Heading west out of Sedona, our track crosses the Mogollon rim and the landscape opens out into an immense plain extending far into the horizon. Not much here, after the spectacle of Oak Creek Canyon? Wrong!
Sometime around 60,000 years ago, a meteorite the size of a truck fell to earth about 30 miles ESE of Flagstaff, Arizona. The result was the best preserved meteor impact crater on Earth.
It seems to be a strange co-incidence that only 30 mi to the NW is Sunset Crater, a volcano that was active only 2,000 years ago. Indeed, volcanoes were active here so recently that they caused early Americans to abandon nearby Pueblo villages.
The richness of Arizona's landscape never ceases to astound the senses!
The tiny settlement of Winslow seems, at first sight, to have little to commend it. However, this is one of few remaining staging posts for the first transcontinental air route and is almost unchanged from those times. When you taxi up to the Adobe terminal building, you tread in giant footsteps. Inside, there is a photograph of Lindburgh, opening the very same building in about 1933. History indeed.

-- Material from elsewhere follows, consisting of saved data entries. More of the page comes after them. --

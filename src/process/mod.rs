//! Child-process supervision.
//!
//! - [`Launcher`] spawns a daemon and records its pid.
//! - [`ProcessHandle`] kills it and exposes its [`ExitSignal`].
//! - [`ExitReport`] describes how it ended, including the stderr tail.

mod log_sink;
mod supervisor;

pub use supervisor::{ExitReport, ExitSignal, Launcher, ProcessHandle, record_pid};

Beyond Winslow, we head NE toward New Mexico. Passing Holbrook, Gallup and Window Rock, capital of the Navajo nation, we pass close to the four corners area and the Canyon de Chelly National Monument. Here are some truly beautiful box canyons cut into the brilliant red sandstone of the area. Aircraft have to stay well above the monument itself, but to the East we can go down for a closer look at the terrain.
Our next landmark is a truly spectacular one. Shiprock, New Mexico is aptly named. From the highway, this 1500' outcrop standing isolated in an otherwise featureless sea of desert sand resembles a sailing ship of old.
The Shiprock is actually a volcanic outcrop of hard rock that has withstood the vast forces of erosion that have otherwise levelled this flat desert. Once, great mountains stood here and in a fault magma forced it's way to the surface. Today, the line of the ancient fault remains as a volcanic dyke and the core of the volcano is frozen into the shape of the Shiprock itself.
From Shiprock, we turn NE again toward the ramparts of the
Colorado rockies, rising abruptly from the flat plains of New
Mexico. The emerging snow capped peaks (It is November) have been
visible since leaving Window Rock and now, 1.5 Hrs flying later,
form a barrier to our further progress.
In the foothills of the Rockies is the city of Durango and it's twin airports of La Plata County and Animas Air Park. My destination is Animas, nestling right up against the mountains with a field elevation of 6684' - high enough for a C-152!
Beyond Durango, the Animas river emerges from the mountains.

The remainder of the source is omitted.